[Beginners] Toy examples/tutorials for exact inference on discrete variables?

Hi @dreamerlzl, I am not sure if my answer is helpful when you have to use some utilities to compute such conditional probability. The benefit is it applies to more general models.

import torch
import pyro
import pyro.distributions as dist

@pyro.infer.config_enumerate
def model(z=None, p1=0.3, p2=0.8, p3=0.4):
    x1 = pyro.sample('x1', dist.Bernoulli(p1))
    x2 = pyro.sample('x2', dist.Bernoulli(p2))
    pyro.sample('z', dist.Bernoulli((x1.bool() & x2.bool()) * p3), obs=z)
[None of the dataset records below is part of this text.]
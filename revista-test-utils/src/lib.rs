//! Revista Test Utilities
//!
//! Centralized test infrastructure for the Revista workspace:
//! - Recording fetchers and claim sources for batching and identity tests
//! - A seeded in-memory document store
//! - Proptest generators for keys and staff records

pub use revista_storage::MemoryStore;

pub use revista_core::{
    Article, ArticleHistory, ArticleStatus, Author, ClaimSource, EntityKind, Interaction,
    InteractionKind, LookupKey, NaturalKey, RevistaError, RevistaResult, Staff, StaffJob,
    StaffRecord, Timestamp, Volume,
};

use async_trait::async_trait;
use revista_loader::{BatchFetch, GroupedFetch, KeySet};
use std::collections::HashMap;
use std::sync::atomic::{AtomicUsize, Ordering};
use std::sync::Mutex;
use std::time::Duration;

// ============================================================================
// MOCK FETCHERS
// ============================================================================

fn record(calls: &Mutex<Vec<Vec<LookupKey>>>, keys: &KeySet) {
    let mut calls = calls.lock().unwrap_or_else(|poisoned| poisoned.into_inner());
    calls.push(keys.as_slice().to_vec());
}

fn snapshot(calls: &Mutex<Vec<Vec<LookupKey>>>) -> Vec<Vec<LookupKey>> {
    calls
        .lock()
        .unwrap_or_else(|poisoned| poisoned.into_inner())
        .clone()
}

/// Single-value fetcher backed by a fixed map that records every call.
#[derive(Debug)]
pub struct RecordingFetcher<V> {
    name: &'static str,
    kind: EntityKind,
    values: HashMap<LookupKey, V>,
    failure: Option<RevistaError>,
    latency: Option<Duration>,
    calls: Mutex<Vec<Vec<LookupKey>>>,
}

impl<V: Clone + Send + Sync + 'static> RecordingFetcher<V> {
    pub fn new(name: &'static str, kind: EntityKind) -> Self {
        Self {
            name,
            kind,
            values: HashMap::new(),
            failure: None,
            latency: None,
            calls: Mutex::new(Vec::new()),
        }
    }

    pub fn with_value(mut self, key: LookupKey, value: V) -> Self {
        self.values.insert(key, value);
        self
    }

    pub fn with_values(mut self, values: impl IntoIterator<Item = (LookupKey, V)>) -> Self {
        self.values.extend(values);
        self
    }

    /// Every call fails with `error`.
    pub fn failing(mut self, error: RevistaError) -> Self {
        self.failure = Some(error);
        self
    }

    /// Every call sleeps for `latency` before answering.
    pub fn with_latency(mut self, latency: Duration) -> Self {
        self.latency = Some(latency);
        self
    }

    /// Key lists of every call so far, in call order.
    pub fn calls(&self) -> Vec<Vec<LookupKey>> {
        snapshot(&self.calls)
    }

    pub fn call_count(&self) -> usize {
        self.calls().len()
    }
}

#[async_trait]
impl<V: Clone + Send + Sync + 'static> BatchFetch for RecordingFetcher<V> {
    type Value = V;

    fn name(&self) -> &'static str {
        self.name
    }

    fn kind(&self) -> EntityKind {
        self.kind
    }

    async fn fetch_many(&self, keys: &KeySet) -> RevistaResult<HashMap<LookupKey, V>> {
        record(&self.calls, keys);
        if let Some(latency) = self.latency {
            tokio::time::sleep(latency).await;
        }
        if let Some(err) = &self.failure {
            return Err(err.clone());
        }
        Ok(keys
            .iter()
            .filter_map(|key| self.values.get(key).map(|v| (key.clone(), v.clone())))
            .collect())
    }
}

/// Grouped fetcher backed by a fixed map that records every call.
#[derive(Debug)]
pub struct RecordingGroupedFetcher<C> {
    name: &'static str,
    parent_kind: EntityKind,
    children: HashMap<LookupKey, Vec<C>>,
    failure: Option<RevistaError>,
    calls: Mutex<Vec<Vec<LookupKey>>>,
}

impl<C: Clone + Send + Sync + 'static> RecordingGroupedFetcher<C> {
    pub fn new(
        name: &'static str,
        parent_kind: EntityKind,
        children: impl IntoIterator<Item = (LookupKey, Vec<C>)>,
    ) -> Self {
        Self {
            name,
            parent_kind,
            children: children.into_iter().collect(),
            failure: None,
            calls: Mutex::new(Vec::new()),
        }
    }

    pub fn failing(mut self, error: RevistaError) -> Self {
        self.failure = Some(error);
        self
    }

    pub fn calls(&self) -> Vec<Vec<LookupKey>> {
        snapshot(&self.calls)
    }

    pub fn call_count(&self) -> usize {
        self.calls().len()
    }
}

#[async_trait]
impl<C: Clone + Send + Sync + 'static> GroupedFetch for RecordingGroupedFetcher<C> {
    type Child = C;

    fn name(&self) -> &'static str {
        self.name
    }

    fn parent_kind(&self) -> EntityKind {
        self.parent_kind
    }

    async fn fetch_grouped(&self, parents: &KeySet) -> RevistaResult<HashMap<LookupKey, Vec<C>>> {
        record(&self.calls, parents);
        if let Some(err) = &self.failure {
            return Err(err.clone());
        }
        Ok(parents
            .iter()
            .filter_map(|key| self.children.get(key).map(|c| (key.clone(), c.clone())))
            .collect())
    }
}

// ============================================================================
// MOCK CLAIM SOURCES
// ============================================================================

/// Claim source answering from a fixed table and counting lookups.
#[derive(Debug, Default)]
pub struct StaticClaimSource {
    records: HashMap<String, StaffRecord>,
    lookups: AtomicUsize,
}

impl StaticClaimSource {
    pub fn new() -> Self {
        Self::default()
    }

    pub fn with_staff(mut self, subject_id: impl Into<String>, record: StaffRecord) -> Self {
        self.records.insert(subject_id.into(), record);
        self
    }

    pub fn lookups(&self) -> usize {
        self.lookups.load(Ordering::SeqCst)
    }
}

#[async_trait]
impl ClaimSource for StaticClaimSource {
    async fn lookup(&self, subject_id: &str) -> RevistaResult<Option<StaffRecord>> {
        self.lookups.fetch_add(1, Ordering::SeqCst);
        Ok(self.records.get(subject_id).cloned())
    }
}

/// Claim source that always fails.
#[derive(Debug, Default)]
pub struct FailingClaimSource;

#[async_trait]
impl ClaimSource for FailingClaimSource {
    async fn lookup(&self, _subject_id: &str) -> RevistaResult<Option<StaffRecord>> {
        Err(RevistaError::ClaimSource("staff directory offline".to_string()))
    }
}

// ============================================================================
// FIXTURES
// ============================================================================

pub mod fixtures {
    //! A small journal: two volumes, four articles, their authors, history,
    //! comment threads and editorial staff.

    use super::*;
    use revista_core::Editorial;

    pub const VOLUME_1: &str = "v-1";
    pub const VOLUME_2: &str = "v-2";

    pub const AUTHOR_1: &str = "au-1";
    pub const AUTHOR_2: &str = "au-2";
    pub const AUTHOR_3: &str = "au-3";

    /// Published in volume 1, written by authors 1 and 2.
    pub const ARTICLE_1: &str = "a-1";
    /// Published in volume 1, written by author 2.
    pub const ARTICLE_2: &str = "a-2";
    /// In review, assigned to volume 2, written by authors 1 and 3.
    pub const ARTICLE_3: &str = "a-3";
    /// Draft without a volume, written by author 3.
    pub const ARTICLE_4: &str = "a-4";

    pub const EDITORIAL_1: &str = "ed-1";

    /// Top-level comment on article 1.
    pub const COMMENT_1: &str = "i-1";
    /// Reply to comment 1.
    pub const REPLY_1: &str = "i-2";
    /// Top-level comment on article 2.
    pub const COMMENT_2: &str = "i-3";
    /// Second top-level comment on article 1.
    pub const COMMENT_3: &str = "i-4";

    pub const EDITOR_USER: &str = "editor-1";
    pub const REVIEWER_USER: &str = "reviewer-1";
    pub const FORMER_EDITOR_USER: &str = "former-1";
    pub const READER_USER: &str = "reader-1";

    /// 2024-01-01T00:00:00Z
    pub fn fixed_time() -> Timestamp {
        chrono::DateTime::from_timestamp(1_704_067_200, 0).unwrap_or_default()
    }

    fn key(id: &str) -> NaturalKey {
        NaturalKey::new(id)
    }

    pub fn volumes() -> Vec<Volume> {
        vec![
            Volume {
                id: key(VOLUME_1),
                edition: 1,
                year: 2023,
                title: "Foundations".to_string(),
            },
            Volume {
                id: key(VOLUME_2),
                edition: 2,
                year: 2024,
                title: "Practice".to_string(),
            },
        ]
    }

    pub fn authors() -> Vec<Author> {
        [(AUTHOR_1, "Ada"), (AUTHOR_2, "Grace"), (AUTHOR_3, "Barbara")]
            .into_iter()
            .map(|(id, name)| Author {
                id: key(id),
                user_id: format!("user-{}", id),
                name: name.to_string(),
            })
            .collect()
    }

    fn article(
        id: &str,
        status: ArticleStatus,
        volume: Option<&str>,
        authors: &[&str],
    ) -> Article {
        Article {
            id: key(id),
            title: format!("Article {}", id),
            summary: format!("Summary of {}", id),
            status,
            author_ids: authors.iter().map(|a| key(a)).collect(),
            editorial_id: None,
            volume_id: volume.map(key),
            current_history_id: None,
            created_at: fixed_time(),
        }
    }

    pub fn articles() -> Vec<Article> {
        let mut first = article(
            ARTICLE_1,
            ArticleStatus::Published,
            Some(VOLUME_1),
            &[AUTHOR_1, AUTHOR_2],
        );
        first.editorial_id = Some(key(EDITORIAL_1));
        first.current_history_id = Some(key("h-2"));

        vec![
            first,
            article(ARTICLE_2, ArticleStatus::Published, Some(VOLUME_1), &[AUTHOR_2]),
            article(
                ARTICLE_3,
                ArticleStatus::InReview,
                Some(VOLUME_2),
                &[AUTHOR_1, AUTHOR_3],
            ),
            article(ARTICLE_4, ArticleStatus::Draft, None, &[AUTHOR_3]),
        ]
    }

    pub fn history() -> Vec<ArticleHistory> {
        [("h-1", ARTICLE_1, 1), ("h-2", ARTICLE_1, 2), ("h-3", ARTICLE_2, 1)]
            .into_iter()
            .map(|(id, article, version)| ArticleHistory {
                id: key(id),
                article_id: key(article),
                version,
                content: format!("{} body v{}", article, version),
                created_at: fixed_time(),
            })
            .collect()
    }

    pub fn editorials() -> Vec<Editorial> {
        vec![Editorial {
            id: key(EDITORIAL_1),
            article_id: key(ARTICLE_1),
            chief_editor_id: key("st-1"),
            reviewer_ids: vec![key("st-2")],
        }]
    }

    pub fn interactions() -> Vec<Interaction> {
        [
            (COMMENT_1, ARTICLE_1, None),
            (REPLY_1, ARTICLE_1, Some(COMMENT_1)),
            (COMMENT_2, ARTICLE_2, None),
            (COMMENT_3, ARTICLE_1, None),
        ]
        .into_iter()
        .map(|(id, article, parent)| Interaction {
            id: key(id),
            article_id: key(article),
            user_id: READER_USER.to_string(),
            kind: InteractionKind::Comment,
            content: format!("comment {}", id),
            parent_id: parent.map(key),
            created_at: fixed_time(),
        })
        .collect()
    }

    pub fn staff() -> Vec<Staff> {
        [
            ("st-1", EDITOR_USER, StaffJob::Editor, true),
            ("st-2", REVIEWER_USER, StaffJob::Reviewer, true),
            ("st-3", FORMER_EDITOR_USER, StaffJob::EditorInChief, false),
        ]
        .into_iter()
        .map(|(id, user, job, is_active)| Staff {
            id: key(id),
            user_id: user.to_string(),
            name: format!("Staff {}", id),
            job,
            is_active,
        })
        .collect()
    }

    /// A store holding every fixture document.
    pub fn seeded_store() -> RevistaResult<MemoryStore> {
        MemoryStore::new()
            .with_documents(&volumes())?
            .with_documents(&authors())?
            .with_documents(&articles())?
            .with_documents(&history())?
            .with_documents(&editorials())?
            .with_documents(&interactions())?
            .with_documents(&staff())
    }
}

// ============================================================================
// PROPTEST GENERATORS
// ============================================================================

pub mod generators {
    //! Proptest strategies for keys, key request sequences and staff records.

    use super::*;
    use proptest::prelude::*;

    pub fn arb_entity_kind() -> impl Strategy<Value = EntityKind> {
        proptest::sample::select(EntityKind::ALL.to_vec())
    }

    pub fn arb_staff_job() -> impl Strategy<Value = StaffJob> {
        prop_oneof![
            Just(StaffJob::Administrator),
            Just(StaffJob::EditorInChief),
            Just(StaffJob::Editor),
            Just(StaffJob::Reviewer),
        ]
    }

    /// Short ids drawn from a small alphabet, so that sequences repeat keys.
    pub fn arb_natural_key() -> impl Strategy<Value = NaturalKey> {
        "[a-e][0-3]".prop_map(NaturalKey::new)
    }

    pub fn arb_lookup_key(kind: EntityKind) -> impl Strategy<Value = LookupKey> {
        arb_natural_key().prop_map(move |value| LookupKey::new(kind, value))
    }

    /// A sequence of key requests, usually with duplicates.
    pub fn arb_key_requests(
        kind: EntityKind,
        max_len: usize,
    ) -> impl Strategy<Value = Vec<LookupKey>> {
        prop::collection::vec(arb_lookup_key(kind), 1..=max_len.max(1))
    }

    pub fn arb_staff_record() -> impl Strategy<Value = StaffRecord> {
        (any::<bool>(), arb_staff_job())
            .prop_map(|(is_active, job)| StaffRecord::new(is_active, job.as_str()))
    }
}

// ============================================================================
// TESTS
// ============================================================================

#[cfg(test)]
mod tests {
    use super::fixtures::*;
    use super::*;
    use revista_storage::{find_by_field, find_one};

    #[tokio::test]
    async fn test_seeded_store_holds_every_fixture() -> RevistaResult<()> {
        let store = seeded_store()?;
        assert_eq!(store.count(EntityKind::Volume).await, 2);
        assert_eq!(store.count(EntityKind::Article).await, 4);
        assert_eq!(store.count(EntityKind::Interaction).await, 4);

        let article: Option<Article> = find_one(&store, &NaturalKey::new(ARTICLE_1)).await?;
        assert_eq!(article.map(|a| a.author_ids.len()), Some(2));

        let staff: Vec<Staff> =
            find_by_field(&store, "user_id", &[EDITOR_USER.to_string()]).await?;
        assert_eq!(staff.len(), 1);
        assert!(staff[0].is_active);
        Ok(())
    }

    #[tokio::test]
    async fn test_recording_fetcher_answers_known_keys() -> RevistaResult<()> {
        let fetcher = RecordingFetcher::new("volumes", EntityKind::Volume)
            .with_value(LookupKey::volume("v1"), 1u32);
        let keys: KeySet = [LookupKey::volume("v1"), LookupKey::volume("v2")]
            .into_iter()
            .collect();

        let found = fetcher.fetch_many(&keys).await?;
        assert_eq!(found.len(), 1);
        assert_eq!(fetcher.calls(), vec![keys.as_slice().to_vec()]);
        Ok(())
    }

    #[tokio::test]
    async fn test_static_claim_source_counts_lookups() -> RevistaResult<()> {
        let source =
            StaticClaimSource::new().with_staff("u1", StaffRecord::new(true, "EDITOR"));
        assert!(source.lookup("u1").await?.is_some());
        assert!(source.lookup("u2").await?.is_none());
        assert_eq!(source.lookups(), 2);
        Ok(())
    }
}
p_z_x1 = pyro.do(model, data={'x1': torch.tensor(1.)})
p_z_x1_enum = pyro.poutine.enum(p_z_x1, first_available_dim=-1)
trace = pyro.poutine.trace(p_z_x1_enum).get_trace(z=torch.tensor(0.))
log_prob_evaluate = pyro.infer.mcmc.util.TraceEinsumEvaluator(
    trace, has_enumerable_sites=True, max_plate_nesting=1)
print("p(z=0|x1=1):", log_prob_evaluate.log_prob(trace).exp())
trace1 = pyro.poutine.trace(p_z_x1_enum).get_trace(z=torch.tensor(1.))
print("p(z=1|x1=1):", log_prob_evaluate.log_prob(trace1).exp())

which outputs

p(z=0|x1=1): tensor(0.6800)
p(z=1|x1=1): tensor(0.3200)

Here are some notes that might make the implementation clearer:

  • I used pyro.do to compute conditional probability p(z|x1=1). If you want to compute joint probability p(z,x1=1), you just replace it with pyro.condition.
  • config_enumerate is used to say that we want to enumerate the discrete sites, instead of drawing a single sample from those sites. Alternatively, you can add a keyword infer={'enumerate': 'parallel'} to each of those sites (this is more flexible because you can control which sites you want to enumerate). We wrap the model by poutine.enum to actually do such enumerate job (otherwise, those infer keywords will be ignored).
  • TraceEinsumEvaluator is used to compute the joint log_prob of a model trace. Alternatively, I think you can use TraceEnum_ELBO as in this answer

Please let me know if there is anything not clear to you.